- SOURCE RECORDS -
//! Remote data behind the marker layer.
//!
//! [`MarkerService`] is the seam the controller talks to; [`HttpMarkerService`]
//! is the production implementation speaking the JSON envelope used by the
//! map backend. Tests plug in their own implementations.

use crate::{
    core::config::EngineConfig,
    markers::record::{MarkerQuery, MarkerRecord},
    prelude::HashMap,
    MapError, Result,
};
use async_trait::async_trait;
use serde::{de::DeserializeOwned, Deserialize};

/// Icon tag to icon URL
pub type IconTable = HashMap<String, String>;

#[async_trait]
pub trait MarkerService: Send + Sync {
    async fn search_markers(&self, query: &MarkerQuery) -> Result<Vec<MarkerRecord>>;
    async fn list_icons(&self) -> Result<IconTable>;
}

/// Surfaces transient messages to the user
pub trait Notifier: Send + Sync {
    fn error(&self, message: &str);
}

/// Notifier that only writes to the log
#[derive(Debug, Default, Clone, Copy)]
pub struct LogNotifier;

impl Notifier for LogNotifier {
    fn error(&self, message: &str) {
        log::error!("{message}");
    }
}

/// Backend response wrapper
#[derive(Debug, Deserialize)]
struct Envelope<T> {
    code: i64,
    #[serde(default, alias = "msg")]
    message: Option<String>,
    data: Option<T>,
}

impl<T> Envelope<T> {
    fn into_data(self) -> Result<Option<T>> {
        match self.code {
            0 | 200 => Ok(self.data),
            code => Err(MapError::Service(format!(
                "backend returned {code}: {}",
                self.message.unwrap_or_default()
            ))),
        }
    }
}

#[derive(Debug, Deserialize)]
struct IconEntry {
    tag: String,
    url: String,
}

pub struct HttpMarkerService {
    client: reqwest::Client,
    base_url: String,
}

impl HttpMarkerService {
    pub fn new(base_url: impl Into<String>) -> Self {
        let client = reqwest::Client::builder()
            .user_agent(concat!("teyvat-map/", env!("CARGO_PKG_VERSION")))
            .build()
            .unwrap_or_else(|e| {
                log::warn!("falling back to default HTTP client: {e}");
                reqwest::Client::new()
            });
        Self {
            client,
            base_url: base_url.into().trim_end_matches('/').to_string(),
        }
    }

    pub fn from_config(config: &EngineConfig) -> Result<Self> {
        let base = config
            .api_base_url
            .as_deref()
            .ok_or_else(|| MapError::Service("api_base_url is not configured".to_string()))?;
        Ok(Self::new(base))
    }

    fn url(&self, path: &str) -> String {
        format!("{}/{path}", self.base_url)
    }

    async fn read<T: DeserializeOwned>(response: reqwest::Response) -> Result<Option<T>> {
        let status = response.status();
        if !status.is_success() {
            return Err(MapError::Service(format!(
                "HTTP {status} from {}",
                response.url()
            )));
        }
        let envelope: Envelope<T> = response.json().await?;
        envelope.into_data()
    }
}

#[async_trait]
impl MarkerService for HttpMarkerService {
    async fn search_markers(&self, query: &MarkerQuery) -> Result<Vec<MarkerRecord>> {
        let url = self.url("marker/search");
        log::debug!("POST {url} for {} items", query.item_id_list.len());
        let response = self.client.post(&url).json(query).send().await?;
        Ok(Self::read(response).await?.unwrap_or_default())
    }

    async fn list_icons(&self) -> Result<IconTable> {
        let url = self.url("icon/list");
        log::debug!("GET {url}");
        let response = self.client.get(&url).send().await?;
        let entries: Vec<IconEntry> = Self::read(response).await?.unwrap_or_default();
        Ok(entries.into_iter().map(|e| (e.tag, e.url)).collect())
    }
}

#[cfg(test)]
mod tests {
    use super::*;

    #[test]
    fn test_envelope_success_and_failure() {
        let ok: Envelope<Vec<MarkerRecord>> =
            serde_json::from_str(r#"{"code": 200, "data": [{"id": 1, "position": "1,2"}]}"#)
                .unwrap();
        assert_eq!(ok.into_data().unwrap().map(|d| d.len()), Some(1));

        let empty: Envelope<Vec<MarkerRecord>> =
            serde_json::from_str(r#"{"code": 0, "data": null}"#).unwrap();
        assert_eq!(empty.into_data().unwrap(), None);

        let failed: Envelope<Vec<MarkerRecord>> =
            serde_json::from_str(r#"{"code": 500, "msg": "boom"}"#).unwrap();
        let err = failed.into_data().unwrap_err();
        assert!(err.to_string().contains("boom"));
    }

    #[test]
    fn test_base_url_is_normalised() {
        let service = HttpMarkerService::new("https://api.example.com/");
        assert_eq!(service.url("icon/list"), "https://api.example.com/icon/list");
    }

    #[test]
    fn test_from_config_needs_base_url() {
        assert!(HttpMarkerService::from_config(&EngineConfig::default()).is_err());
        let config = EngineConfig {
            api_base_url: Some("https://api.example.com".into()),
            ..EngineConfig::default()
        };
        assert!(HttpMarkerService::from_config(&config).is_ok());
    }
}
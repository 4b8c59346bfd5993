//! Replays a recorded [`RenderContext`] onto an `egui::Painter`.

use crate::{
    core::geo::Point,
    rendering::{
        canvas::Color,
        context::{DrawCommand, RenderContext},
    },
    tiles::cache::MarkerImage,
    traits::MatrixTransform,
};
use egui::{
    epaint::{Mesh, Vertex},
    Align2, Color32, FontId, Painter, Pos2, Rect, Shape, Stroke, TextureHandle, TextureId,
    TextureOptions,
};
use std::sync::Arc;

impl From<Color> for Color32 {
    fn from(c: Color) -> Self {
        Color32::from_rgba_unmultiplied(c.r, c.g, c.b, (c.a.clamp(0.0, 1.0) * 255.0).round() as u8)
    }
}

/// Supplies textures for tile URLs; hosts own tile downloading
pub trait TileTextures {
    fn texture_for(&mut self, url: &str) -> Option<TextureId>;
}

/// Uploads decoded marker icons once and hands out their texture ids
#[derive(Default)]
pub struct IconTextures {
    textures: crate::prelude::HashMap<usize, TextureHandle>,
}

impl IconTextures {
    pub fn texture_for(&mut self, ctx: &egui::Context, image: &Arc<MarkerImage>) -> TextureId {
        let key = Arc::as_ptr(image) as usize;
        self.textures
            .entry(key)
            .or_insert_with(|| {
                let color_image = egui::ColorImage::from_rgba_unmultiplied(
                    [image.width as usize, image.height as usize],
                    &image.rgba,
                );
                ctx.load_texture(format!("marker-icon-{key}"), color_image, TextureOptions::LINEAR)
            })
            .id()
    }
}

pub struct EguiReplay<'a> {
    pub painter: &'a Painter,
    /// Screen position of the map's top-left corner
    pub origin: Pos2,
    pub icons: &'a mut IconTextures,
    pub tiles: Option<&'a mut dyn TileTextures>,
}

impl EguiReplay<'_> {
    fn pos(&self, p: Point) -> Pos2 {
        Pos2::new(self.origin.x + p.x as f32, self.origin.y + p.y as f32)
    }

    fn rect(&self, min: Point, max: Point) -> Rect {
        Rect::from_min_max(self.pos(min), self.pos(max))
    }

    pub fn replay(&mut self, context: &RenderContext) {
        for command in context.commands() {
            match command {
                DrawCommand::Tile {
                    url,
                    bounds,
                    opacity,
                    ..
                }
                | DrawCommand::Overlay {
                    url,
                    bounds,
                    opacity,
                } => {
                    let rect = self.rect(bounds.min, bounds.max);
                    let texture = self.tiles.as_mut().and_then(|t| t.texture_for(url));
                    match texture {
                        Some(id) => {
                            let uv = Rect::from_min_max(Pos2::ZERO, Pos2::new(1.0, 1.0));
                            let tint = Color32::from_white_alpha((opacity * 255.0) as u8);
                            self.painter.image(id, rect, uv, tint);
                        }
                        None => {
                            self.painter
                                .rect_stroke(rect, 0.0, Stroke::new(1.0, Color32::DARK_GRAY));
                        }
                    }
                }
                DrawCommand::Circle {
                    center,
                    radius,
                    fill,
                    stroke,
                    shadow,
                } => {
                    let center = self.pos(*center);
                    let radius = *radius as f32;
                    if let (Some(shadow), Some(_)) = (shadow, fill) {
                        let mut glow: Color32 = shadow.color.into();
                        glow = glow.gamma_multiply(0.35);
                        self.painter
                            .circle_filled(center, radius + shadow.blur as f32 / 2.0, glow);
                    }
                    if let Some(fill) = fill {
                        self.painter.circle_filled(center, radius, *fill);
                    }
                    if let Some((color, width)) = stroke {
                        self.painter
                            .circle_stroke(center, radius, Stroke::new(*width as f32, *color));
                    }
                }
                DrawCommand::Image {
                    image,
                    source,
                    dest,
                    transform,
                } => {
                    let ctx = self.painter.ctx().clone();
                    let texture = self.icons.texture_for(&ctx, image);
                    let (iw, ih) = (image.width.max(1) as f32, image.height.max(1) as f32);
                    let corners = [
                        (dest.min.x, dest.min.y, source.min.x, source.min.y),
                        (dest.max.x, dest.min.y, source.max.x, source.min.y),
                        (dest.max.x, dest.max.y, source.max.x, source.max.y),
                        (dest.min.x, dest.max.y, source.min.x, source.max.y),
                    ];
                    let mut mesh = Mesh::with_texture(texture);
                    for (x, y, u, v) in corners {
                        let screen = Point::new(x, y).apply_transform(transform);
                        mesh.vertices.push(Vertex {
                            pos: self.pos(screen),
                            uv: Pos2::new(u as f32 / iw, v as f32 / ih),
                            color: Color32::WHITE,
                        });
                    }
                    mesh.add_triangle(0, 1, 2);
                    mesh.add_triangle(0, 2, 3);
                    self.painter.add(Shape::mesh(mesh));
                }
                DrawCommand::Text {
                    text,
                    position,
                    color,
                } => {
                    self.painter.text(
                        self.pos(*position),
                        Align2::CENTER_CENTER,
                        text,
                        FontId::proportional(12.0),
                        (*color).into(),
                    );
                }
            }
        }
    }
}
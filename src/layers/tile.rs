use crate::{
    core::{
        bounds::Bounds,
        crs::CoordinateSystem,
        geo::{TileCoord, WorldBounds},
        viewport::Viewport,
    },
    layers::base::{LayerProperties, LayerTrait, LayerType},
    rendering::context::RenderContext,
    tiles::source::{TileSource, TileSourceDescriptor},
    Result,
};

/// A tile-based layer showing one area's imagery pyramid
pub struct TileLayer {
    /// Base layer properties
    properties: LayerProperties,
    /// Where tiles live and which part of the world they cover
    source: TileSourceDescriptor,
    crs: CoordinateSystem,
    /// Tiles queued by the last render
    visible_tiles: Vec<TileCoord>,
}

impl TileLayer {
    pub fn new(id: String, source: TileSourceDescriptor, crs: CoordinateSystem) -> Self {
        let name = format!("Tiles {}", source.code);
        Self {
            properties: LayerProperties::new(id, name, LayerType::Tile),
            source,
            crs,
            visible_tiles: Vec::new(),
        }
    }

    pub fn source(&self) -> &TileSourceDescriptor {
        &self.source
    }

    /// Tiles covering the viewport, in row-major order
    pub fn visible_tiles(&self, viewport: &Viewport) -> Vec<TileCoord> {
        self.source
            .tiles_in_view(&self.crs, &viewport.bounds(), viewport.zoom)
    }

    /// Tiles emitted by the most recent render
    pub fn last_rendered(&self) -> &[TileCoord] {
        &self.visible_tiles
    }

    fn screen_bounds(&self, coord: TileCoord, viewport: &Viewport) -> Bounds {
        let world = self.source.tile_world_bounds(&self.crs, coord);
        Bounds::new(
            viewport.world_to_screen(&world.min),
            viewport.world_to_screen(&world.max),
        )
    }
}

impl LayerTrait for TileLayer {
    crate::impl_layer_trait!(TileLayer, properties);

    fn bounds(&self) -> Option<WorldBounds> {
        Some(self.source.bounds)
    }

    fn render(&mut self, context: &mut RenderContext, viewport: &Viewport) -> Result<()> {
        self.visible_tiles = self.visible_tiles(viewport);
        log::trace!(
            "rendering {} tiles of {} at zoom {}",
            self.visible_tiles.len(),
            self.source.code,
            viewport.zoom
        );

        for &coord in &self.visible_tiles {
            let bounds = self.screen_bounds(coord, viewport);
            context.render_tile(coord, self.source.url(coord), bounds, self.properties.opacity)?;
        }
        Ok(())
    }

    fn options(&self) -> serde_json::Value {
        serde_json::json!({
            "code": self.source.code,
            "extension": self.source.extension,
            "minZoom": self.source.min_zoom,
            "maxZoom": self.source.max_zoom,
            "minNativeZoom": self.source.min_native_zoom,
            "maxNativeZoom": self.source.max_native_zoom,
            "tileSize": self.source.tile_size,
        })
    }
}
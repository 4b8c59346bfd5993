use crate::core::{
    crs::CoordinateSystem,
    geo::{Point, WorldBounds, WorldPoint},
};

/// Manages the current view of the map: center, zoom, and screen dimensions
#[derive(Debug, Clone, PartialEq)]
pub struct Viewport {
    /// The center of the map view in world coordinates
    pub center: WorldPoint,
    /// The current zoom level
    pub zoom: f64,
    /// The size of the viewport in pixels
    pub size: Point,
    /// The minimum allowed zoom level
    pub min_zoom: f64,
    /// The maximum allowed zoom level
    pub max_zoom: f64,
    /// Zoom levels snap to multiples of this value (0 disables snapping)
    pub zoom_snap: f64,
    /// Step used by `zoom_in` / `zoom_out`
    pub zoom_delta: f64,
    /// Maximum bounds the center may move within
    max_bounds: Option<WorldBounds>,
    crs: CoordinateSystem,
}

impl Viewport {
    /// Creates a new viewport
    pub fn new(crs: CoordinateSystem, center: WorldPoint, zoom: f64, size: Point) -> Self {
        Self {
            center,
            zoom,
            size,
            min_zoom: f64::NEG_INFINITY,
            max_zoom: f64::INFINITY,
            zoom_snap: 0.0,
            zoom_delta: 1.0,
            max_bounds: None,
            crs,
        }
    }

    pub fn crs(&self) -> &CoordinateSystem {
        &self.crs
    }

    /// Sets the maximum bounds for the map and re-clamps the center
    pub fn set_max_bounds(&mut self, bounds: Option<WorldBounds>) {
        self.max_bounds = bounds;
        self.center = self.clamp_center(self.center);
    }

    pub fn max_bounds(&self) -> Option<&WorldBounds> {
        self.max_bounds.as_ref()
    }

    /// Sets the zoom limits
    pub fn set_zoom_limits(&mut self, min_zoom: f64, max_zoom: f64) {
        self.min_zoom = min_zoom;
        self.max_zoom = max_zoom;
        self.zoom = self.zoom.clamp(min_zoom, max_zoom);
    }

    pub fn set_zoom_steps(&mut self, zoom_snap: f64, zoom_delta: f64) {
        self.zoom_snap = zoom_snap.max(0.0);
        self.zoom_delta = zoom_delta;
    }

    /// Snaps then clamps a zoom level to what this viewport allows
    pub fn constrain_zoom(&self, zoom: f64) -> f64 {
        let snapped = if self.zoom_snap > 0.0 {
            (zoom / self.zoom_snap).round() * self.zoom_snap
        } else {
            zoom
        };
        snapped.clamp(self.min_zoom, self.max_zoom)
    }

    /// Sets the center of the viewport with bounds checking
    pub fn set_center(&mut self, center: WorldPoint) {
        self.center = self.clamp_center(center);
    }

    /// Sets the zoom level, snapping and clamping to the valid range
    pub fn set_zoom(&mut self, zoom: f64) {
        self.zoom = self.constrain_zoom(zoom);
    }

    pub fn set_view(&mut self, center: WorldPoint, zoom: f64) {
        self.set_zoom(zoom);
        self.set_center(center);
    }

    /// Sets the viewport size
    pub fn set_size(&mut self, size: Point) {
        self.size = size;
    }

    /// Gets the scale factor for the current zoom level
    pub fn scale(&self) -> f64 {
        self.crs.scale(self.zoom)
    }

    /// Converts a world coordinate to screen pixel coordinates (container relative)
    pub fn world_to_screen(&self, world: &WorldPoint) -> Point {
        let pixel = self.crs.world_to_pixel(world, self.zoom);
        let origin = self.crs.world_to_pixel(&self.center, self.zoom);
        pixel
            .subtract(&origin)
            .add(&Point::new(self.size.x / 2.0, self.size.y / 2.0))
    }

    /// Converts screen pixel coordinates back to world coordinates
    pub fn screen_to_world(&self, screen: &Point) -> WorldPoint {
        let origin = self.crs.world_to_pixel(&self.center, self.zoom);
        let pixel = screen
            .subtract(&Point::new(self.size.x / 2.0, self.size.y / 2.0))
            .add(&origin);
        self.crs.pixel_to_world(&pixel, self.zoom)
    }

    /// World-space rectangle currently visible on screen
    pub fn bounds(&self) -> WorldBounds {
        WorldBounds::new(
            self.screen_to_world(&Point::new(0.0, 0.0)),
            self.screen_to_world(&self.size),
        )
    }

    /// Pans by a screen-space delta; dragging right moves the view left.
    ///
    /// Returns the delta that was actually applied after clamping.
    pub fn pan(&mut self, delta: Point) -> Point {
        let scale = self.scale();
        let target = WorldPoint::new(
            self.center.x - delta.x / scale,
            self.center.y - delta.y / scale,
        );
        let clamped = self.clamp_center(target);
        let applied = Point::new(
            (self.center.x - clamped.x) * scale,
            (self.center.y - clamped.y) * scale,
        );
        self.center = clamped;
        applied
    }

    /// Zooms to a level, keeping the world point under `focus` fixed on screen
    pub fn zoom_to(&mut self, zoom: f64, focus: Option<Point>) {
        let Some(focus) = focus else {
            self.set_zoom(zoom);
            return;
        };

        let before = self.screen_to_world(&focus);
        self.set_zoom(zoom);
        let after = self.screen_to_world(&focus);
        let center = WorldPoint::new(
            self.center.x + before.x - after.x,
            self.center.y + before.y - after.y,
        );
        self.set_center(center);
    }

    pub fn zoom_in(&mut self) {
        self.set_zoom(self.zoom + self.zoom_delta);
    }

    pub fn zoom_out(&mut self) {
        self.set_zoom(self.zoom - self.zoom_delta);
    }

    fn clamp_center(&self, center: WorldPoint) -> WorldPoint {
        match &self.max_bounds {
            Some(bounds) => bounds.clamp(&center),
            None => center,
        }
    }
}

- WORK TO BE COMPLETED -
Pick out every line of the listing containing the word "path", and show those lines.

- EXERCISE SOLUTION -
    fn url(&self, path: &str) -> String {
        format!("{}/{path}", self.base_url)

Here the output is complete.